City Manager Tom Fox presented the budget dilemma to council members at a Tuesday evening work session after he spoke with County Tax Commissioner Barbara Dingler and County Chief Tax Assessor Tommy Knight earlier in the day.
Fox explained to the council that while Porterdale's property assessment actually increased from 2008's value, development has slowed to a trickle and sales tax funds are expected to be down by approximately $37,000. He added that the deficit in the FY2009 budget was ameliorated by the sale of sewer capacity to the Newton County Water and Sewage Authority, which is not a measure available to Porterdale again this year.
"In order to maintain just what we've got now," Fox explained to the council, "it will require a millage rate increase."
To match revenue with an expected $1.1 million in expenditures in Porterdale's general fund, Fox suggested that the millage rate would need to be increased from 8.764 to 14.26. He said an owner of a $100,000 home pays approximately $350 in property taxes to the city each year. With the increase, the same hypothetical resident would see their city property taxes increase to approximately $500 - increasing the entire property tax bill to more than $2,000.
Some council members vehemently opposed raising the millage rate.
"Everybody is struggling and I know the city is struggling too, but we can't just keep saying ‘give us more,'" said Council Member Linda Finger, adding that the city recently increased their water, sewer and solid waste rates.
She said the city should review the budget and see where other cost cutting measures could be saved.
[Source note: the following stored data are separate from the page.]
//! Owned, lock-guarded registry of loaded patches

use crate::bundle::BundleLoader;
use crate::graph::DependencyGraph;
use crate::matcher::declaration_matches;
use crate::selection;
use rvx_errors::{CatalogError, Error, OpsError};
use rvx_types::{PatchDescriptor, PatchKind, PatchMetadata, PatchSelection, VersionPolicy};
use std::collections::HashSet;
use std::path::Path;
use std::sync::Arc;
use tokio::sync::RwLock;

/// Insertion-ordered collection of patch descriptors.
///
/// Loads append atomically under the write lock; queries run against a
/// [`CatalogSnapshot`] so no lock is held while they compute.
#[derive(Debug, Default)]
pub struct PatchCatalog {
    patches: RwLock<Vec<Arc<PatchDescriptor>>>,
}

impl PatchCatalog {
    #[must_use]
    pub fn new() -> Self {
        Self::default()
    }

    /// Load a bundle and append its patches.
    ///
    /// `work_dir` is created if absent. The loader runs on a blocking worker.
    /// On any failure the catalog keeps its prior content.
    ///
    /// # Errors
    ///
    /// Returns an error if the bundle cannot be loaded or its patches would
    /// break catalog invariants (duplicate names, unknown dependencies, cycles).
    pub async fn load(
        &self,
        loader: Arc<dyn BundleLoader>,
        bundle: &Path,
        work_dir: &Path,
    ) -> Result<Vec<Arc<PatchDescriptor>>, Error> {
        tokio::fs::create_dir_all(work_dir).await?;

        let bundle_path = bundle.to_path_buf();
        let work_path = work_dir.to_path_buf();
        let batch = tokio::task::spawn_blocking(move || loader.load(&bundle_path, &work_path))
            .await
            .map_err(|e| OpsError::TaskFailed {
                message: e.to_string(),
            })??;

        self.append(batch).await
    }

    /// Validate a batch of descriptors and append it as a whole
    ///
    /// # Errors
    ///
    /// Returns a `CatalogError` if the batch is rejected.
    pub async fn append(
        &self,
        batch: Vec<PatchDescriptor>,
    ) -> Result<Vec<Arc<PatchDescriptor>>, Error> {
        let mut patches = self.patches.write().await;
        validate_batch(&patches, &batch)?;

        let added: Vec<_> = batch.into_iter().map(Arc::new).collect();
        patches.extend(added.iter().cloned());
        tracing::debug!(added = added.len(), total = patches.len(), "catalog extended");
        Ok(added)
    }

    /// Immutable view of the current content
    pub async fn snapshot(&self) -> CatalogSnapshot {
        CatalogSnapshot {
            patches: self.patches.read().await.clone(),
        }
    }

    pub async fn get(&self, name: &str) -> Option<Arc<PatchDescriptor>> {
        self.patches
            .read()
            .await
            .iter()
            .find(|p| p.name == name)
            .cloned()
    }

    pub async fn len(&self) -> usize {
        self.patches.read().await.len()
    }

    pub async fn is_empty(&self) -> bool {
        self.patches.read().await.is_empty()
    }
}

fn validate_batch(
    existing: &[Arc<PatchDescriptor>],
    batch: &[PatchDescriptor],
) -> Result<(), CatalogError> {
    let mut names: HashSet<&str> = existing.iter().map(|p| p.name.as_str()).collect();
    for patch in batch {
        if !names.insert(patch.name.as_str()) {
            return Err(CatalogError::DuplicatePatch {
                name: patch.name.clone(),
            });
        }
    }

    let graph = DependencyGraph::new(existing.iter().map(AsRef::as_ref).chain(batch));
    graph.check_references()?;
    graph.check_acyclic()
}

/// Point-in-time view of the catalog
#[derive(Debug, Clone, Default)]
pub struct CatalogSnapshot {
    patches: Vec<Arc<PatchDescriptor>>,
}

impl CatalogSnapshot {
    /// Snapshot over an already validated list
    #[must_use]
    pub fn from_patches(patches: Vec<Arc<PatchDescriptor>>) -> Self {
        Self { patches }
    }

    #[must_use]
    pub fn patches(&self) -> &[Arc<PatchDescriptor>] {
        &self.patches
    }

    #[must_use]
    pub fn get(&self, name: &str) -> Option<&Arc<PatchDescriptor>> {
        self.patches.iter().find(|p| p.name == name)
    }

    #[must_use]
    pub fn len(&self) -> usize {
        self.patches.len()
    }

    #[must_use]
    pub fn is_empty(&self) -> bool {
        self.patches.is_empty()
    }

    /// Declared package names, deduplicated in first-seen order
    #[must_use]
    pub fn compatible_packages(&self) -> Vec<String> {
        let mut seen = HashSet::new();
        self.patches
            .iter()
            .flat_map(|p| p.compatible_packages.iter())
            .filter(|pkg| seen.insert(pkg.name.as_str()))
            .map(|pkg| pkg.name.clone())
            .collect()
    }

    /// One metadata record per accepted (patch, declaration) pair.
    ///
    /// A patch listing the target package twice yields two records. Patches
    /// without declarations yield none.
    #[must_use]
    pub fn filtered_patches(
        &self,
        selection: &PatchSelection,
        policy: VersionPolicy,
    ) -> Vec<PatchMetadata> {
        let mut records = Vec::new();
        for patch in &self.patches {
            for declaration in &patch.compatible_packages {
                if declaration_matches(
                    declaration,
                    &selection.target_package,
                    &selection.target_version,
                    selection.ignore_version,
                    policy,
                ) {
                    records.push(patch.metadata());
                }
            }
        }
        records
    }

    /// Resolve selected names for `package_name`; see [`selection::resolve`]
    #[must_use]
    pub fn resolve<S: AsRef<str>>(
        &self,
        selected: &[S],
        package_name: &str,
    ) -> Vec<Arc<PatchDescriptor>> {
        selection::resolve(&self.patches, selected, package_name)
    }

    /// Whether any resolved patch, or anything it depends on, is a resource patch
    ///
    /// # Errors
    ///
    /// Returns `DependencyCycle` if traversal runs into a cycle.
    pub fn needs_resource_patching<S: AsRef<str>>(
        &self,
        selected: &[S],
        package_name: &str,
    ) -> Result<bool, CatalogError> {
        let resolved = self.resolve(selected, package_name);
        if resolved.is_empty() {
            return Ok(false);
        }
        let graph = DependencyGraph::new(self.patches.iter().map(AsRef::as_ref));
        graph.any_reachable(resolved.iter().map(AsRef::as_ref), |p| {
            p.kind == PatchKind::Resource
        })
    }
}
//! Patch bundle loading

use rvx_errors::{CatalogError, Error};
use rvx_types::PatchDescriptor;
use serde::Deserialize;
use std::fs::File;
use std::io::Read;
use std::path::Path;

/// File name of the manifest inside a bundle archive
pub const MANIFEST_NAME: &str = "patches.json";

/// Produces patch descriptors from a bundle on disk
pub trait BundleLoader: Send + Sync {
    /// Load every patch the bundle defines.
    ///
    /// `work_dir` is a private scratch directory for this loader; it exists
    /// before the call.
    ///
    /// # Errors
    ///
    /// Returns an error if the bundle cannot be read or is malformed.
    fn load(&self, bundle: &Path, work_dir: &Path) -> Result<Vec<PatchDescriptor>, Error>;
}

/// Reads `patches.json`, either as a bare file or from inside a zip bundle
#[derive(Debug, Clone, Copy, Default)]
pub struct ManifestBundleLoader;

#[derive(Deserialize)]
#[serde(untagged)]
enum Manifest {
    Bare(Vec<PatchDescriptor>),
    Wrapped { patches: Vec<PatchDescriptor> },
}

impl Manifest {
    fn into_patches(self) -> Vec<PatchDescriptor> {
        match self {
            Self::Bare(patches) | Self::Wrapped { patches } => patches,
        }
    }
}

impl ManifestBundleLoader {
    fn read_manifest(bundle: &Path, work_dir: &Path) -> Result<Vec<u8>, Error> {
        let mut file = File::open(bundle).map_err(|e| CatalogError::BundleLoadFailed {
            path: bundle.display().to_string(),
            message: e.to_string(),
        })?;

        let mut magic = [0u8; 4];
        let is_zip = file.read_exact(&mut magic).is_ok() && magic == *b"PK\x03\x04";
        if !is_zip {
            return std::fs::read(bundle).map_err(|e| {
                CatalogError::BundleLoadFailed {
                    path: bundle.display().to_string(),
                    message: e.to_string(),
                }
                .into()
            });
        }

        let file = File::open(bundle)?;
        let mut archive = zip::ZipArchive::new(file).map_err(|e| CatalogError::InvalidBundle {
            path: bundle.display().to_string(),
            message: e.to_string(),
        })?;
        let mut entry = archive
            .by_name(MANIFEST_NAME)
            .map_err(|_| CatalogError::InvalidBundle {
                path: bundle.display().to_string(),
                message: format!("missing {MANIFEST_NAME}"),
            })?;
        let mut contents = Vec::new();
        entry.read_to_end(&mut contents)?;

        // Keep the extracted manifest next to the loader's other scratch files
        std::fs::write(work_dir.join(MANIFEST_NAME), &contents)?;
        Ok(contents)
    }
}

impl BundleLoader for ManifestBundleLoader {
    fn load(&self, bundle: &Path, work_dir: &Path) -> Result<Vec<PatchDescriptor>, Error> {
        let contents = Self::read_manifest(bundle, work_dir)?;
        let manifest: Manifest =
            serde_json::from_slice(&contents).map_err(|e| CatalogError::InvalidBundle {
                path: bundle.display().to_string(),
                message: e.to_string(),
            })?;
        let patches = manifest.into_patches();
        tracing::debug!(
            bundle = %bundle.display(),
            patches = patches.len(),
            "read bundle manifest"
        );
        Ok(patches)
    }
}

#[cfg(test)]
mod tests {
    use super::*;
    use std::io::Write;

    #[test]
    fn test_bare_manifest() {
        let dir = tempfile::tempdir().unwrap();
        let bundle = dir.path().join("patches.json");
        std::fs::write(
            &bundle,
            r#"[{"name": "hide-ads", "compatible_packages": [{"name": "com.example"}]}]"#,
        )
        .unwrap();

        let patches = ManifestBundleLoader.load(&bundle, dir.path()).unwrap();
        assert_eq!(patches.len(), 1);
        assert!(patches[0].declares_package("com.example"));
        assert!(patches[0].compatible_packages[0].versions.is_empty());
    }

    #[test]
    fn test_zip_bundle() {
        let dir = tempfile::tempdir().unwrap();
        let work = dir.path().join("work");
        std::fs::create_dir(&work).unwrap();
        let bundle = dir.path().join("bundle.rvp");

        let mut writer = zip::ZipWriter::new(File::create(&bundle).unwrap());
        writer
            .start_file(MANIFEST_NAME, zip::write::SimpleFileOptions::default())
            .unwrap();
        writer
            .write_all(br#"{"patches": [{"name": "theme", "kind": "resource"}]}"#)
            .unwrap();
        writer.finish().unwrap();

        let patches = ManifestBundleLoader.load(&bundle, &work).unwrap();
        assert_eq!(patches[0].name, "theme");
        assert!(work.join(MANIFEST_NAME).exists());
    }

    #[test]
    fn test_garbage_is_invalid_bundle() {
        let dir = tempfile::tempdir().unwrap();
        let bundle = dir.path().join("broken.json");
        std::fs::write(&bundle, "not json").unwrap();

        let err = ManifestBundleLoader.load(&bundle, dir.path()).unwrap_err();
        assert!(matches!(
            err,
            Error::Catalog(CatalogError::InvalidBundle { .. })
        ));
    }
}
Fox said the city is already running on a bare bones budget and labor costs were really the only place the city could save funds - he said approximately three fulltime employees would need to be let go to close the gap in the budget.
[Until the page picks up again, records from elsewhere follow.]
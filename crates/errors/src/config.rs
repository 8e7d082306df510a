//! Configuration error types

use std::borrow::Cow;

use crate::UserFacingError;
use thiserror::Error;

#[derive(Debug, Clone, Error)]
#[cfg_attr(feature = "serde", derive(serde::Serialize, serde::Deserialize))]
#[non_exhaustive]
pub enum ConfigError {
    #[error("config file not found: {path}")]
    NotFound { path: String },

    #[error("invalid config: {message}")]
    Invalid { message: String },

    #[error("parse error: {message}")]
    ParseError { message: String },

    #[error("missing required field: {field}")]
    MissingField { field: String },

    #[error("invalid value for {field}: {value}")]
    InvalidValue { field: String, value: String },

    #[error("environment variable not found: {var}")]
    EnvVarNotFound { var: String },

    #[error("failed to write config to {path}: {error}")]
    WriteError { path: String, error: String },

    #[error("failed to serialize config: {error}")]
    SerializeError { error: String },
}

impl UserFacingError for ConfigError {
    fn user_message(&self) -> Cow<'_, str> {
        Cow::Owned(self.to_string())
    }

    fn user_hint(&self) -> Option<&'static str> {
        match self {
            Self::NotFound { .. } => {
                Some("Provide a configuration file or pass `--config <PATH>`.")
            }
            Self::MissingField { field } => Some(match field.as_str() {
                "keystore" => "Set `signing.keystore` in the configuration file or pass `--keystore`.",
                _ => "Add the missing configuration field noted in the error message.",
            }),
            Self::InvalidValue { .. } | Self::Invalid { .. } | Self::ParseError { .. } => {
                Some("Fix the configuration value and retry the command.")
            }
            Self::EnvVarNotFound { .. } => {
                Some("Export the environment variable or move the value into the config file.")
            }
            Self::WriteError { .. } => Some("Ensure the config path is writable and retry."),
            _ => None,
        }
    }

    fn is_retryable(&self) -> bool {
        false
    }

    fn user_code(&self) -> Option<&'static str> {
        Some(match self {
            Self::NotFound { .. } => "config.not_found",
            Self::Invalid { .. } => "config.invalid",
            Self::ParseError { .. } => "config.parse_error",
            Self::MissingField { .. } => "config.missing_field",
            Self::InvalidValue { .. } => "config.invalid_value",
            Self::EnvVarNotFound { .. } => "config.env_var_not_found",
            Self::WriteError { .. } => "config.write_error",
            Self::SerializeError { .. } => "config.serialize_error",
        })
    }
}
"We can't take any more out of public works or water and sewer," Fox said. "The only way to do it, and I hate to even say it, is to cut public safety."
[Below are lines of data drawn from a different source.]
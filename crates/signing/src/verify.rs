//! Detached signature verification against a trusted key list

use minisign_verify::{PublicKey, Signature};
use rvx_errors::{Error, SigningError};
use serde::{Deserialize, Serialize};
use std::fs;
use std::path::Path;

#[derive(Debug, Clone, Copy, Serialize, Deserialize, PartialEq, Eq)]
#[serde(rename_all = "lowercase")]
pub enum Algorithm {
    Minisign,
}

#[derive(Debug, Clone, Serialize, Deserialize)]
pub struct PublicKeyRef {
    pub id: String,
    pub algo: Algorithm,
    pub data: String,
}

/// Verify content at `content_path` against a minisign signature string using any of the provided trusted keys.
/// Returns the key id that successfully verified.
///
/// # Errors
/// Returns an error if the content cannot be read, the signature cannot be parsed,
/// or if verification fails for all provided keys.
pub fn verify_minisign_file_with_keys(
    content_path: &Path,
    signature_str: &str,
    trusted_keys: &[PublicKeyRef],
) -> Result<String, Error> {
    let content = fs::read(content_path).map_err(|e| SigningError::VerificationFailed {
        reason: format!("Failed to read {}: {e}", content_path.display()),
    })?;
    verify_minisign_bytes_with_keys(&content, signature_str, trusted_keys)
}

/// Verify raw bytes against a minisign signature string using any of the provided trusted keys.
/// Returns the key id that successfully verified.
///
/// # Errors
/// Returns an error if the signature cannot be parsed or if no trusted key verifies the content.
pub fn verify_minisign_bytes_with_keys(
    content: &[u8],
    signature_str: &str,
    trusted_keys: &[PublicKeyRef],
) -> Result<String, Error> {
    if trusted_keys.is_empty() {
        return Err(SigningError::NoTrustedKeyFound {
            key_id: "<none configured>".to_string(),
        }
        .into());
    }

    // Parse signature (full minisign string including comment line)
    let sig = Signature::decode(signature_str)
        .map_err(|e| SigningError::InvalidSignatureFormat(e.to_string()))?;

    let mut last_err = None;
    for key in trusted_keys {
        if key.algo != Algorithm::Minisign {
            continue;
        }
        match PublicKey::from_base64(&key.data) {
            Ok(pk) => match pk.verify(content, &sig, false) {
                Ok(()) => return Ok(key.id.clone()),
                Err(e) => {
                    last_err = Some(format!("{e}"));
                }
            },
            Err(e) => {
                last_err = Some(format!("Invalid trusted key format for {}: {e}", key.id));
            }
        }
    }

    Err(SigningError::VerificationFailed {
        reason: format!(
            "no match among {} trusted keys. Last error: {}",
            trusted_keys.len(),
            last_err.unwrap_or_else(|| "unknown".to_string())
        ),
    }
    .into())
}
"It's a simple equation - you either raise taxes or cut services."
All council members present (Mike Harper was not in attendance) expressed that cutting public safety personnel was not an option they were willing to approve.
Fox suggested having city employees take unpaid holidays similar to what the county has done in an attempt to balance its budget - although he said it would only save the city about $20,000. Councilman Robert Foxworth wondered if they could raise the millage rate some as well as mandate furloughs or smaller salary cuts for employees in order to preserve all current positions.
"We can hit a handful of employees or we can hit 2,000 residents," Finger said.
While around 70 percent of Porterdale's residents are renters, much of the rest of the city's population are elderly individuals living on fixed incomes. Councilwoman Arline Chapman expressed concern for the minority of established residents now living on Social Security or pensions if the millage rate was increase at the level discussed at Tuesday's work session.
"What is going to happen to them?" Chapman asked. "Are they going to have to give up their homes?"
Councilman Lowell Chambers said if the council decided to go with further budget cuts, he felt that layoffs would be a more feasible option than unpaid holidays or 10 percent salary cuts.
"At that point, you're just starving them to death slowly," Chambers said.
Fox said if the council chose to increase the millage rate, it would need to be approved by the Sept. 14 meeting. The council decided to hold a special called meeting to discuss the city deficit at 6:30 p.m. Aug. 20. at city hall. The regularly scheduled planning and zoning meeting will be relocated.
"You just can't operate without money," Fox said, "and the only mechanism that the city has is taxes and fees."
The last time Porterdale raised its millage rate was in 2004; the rate was increased 2 mills.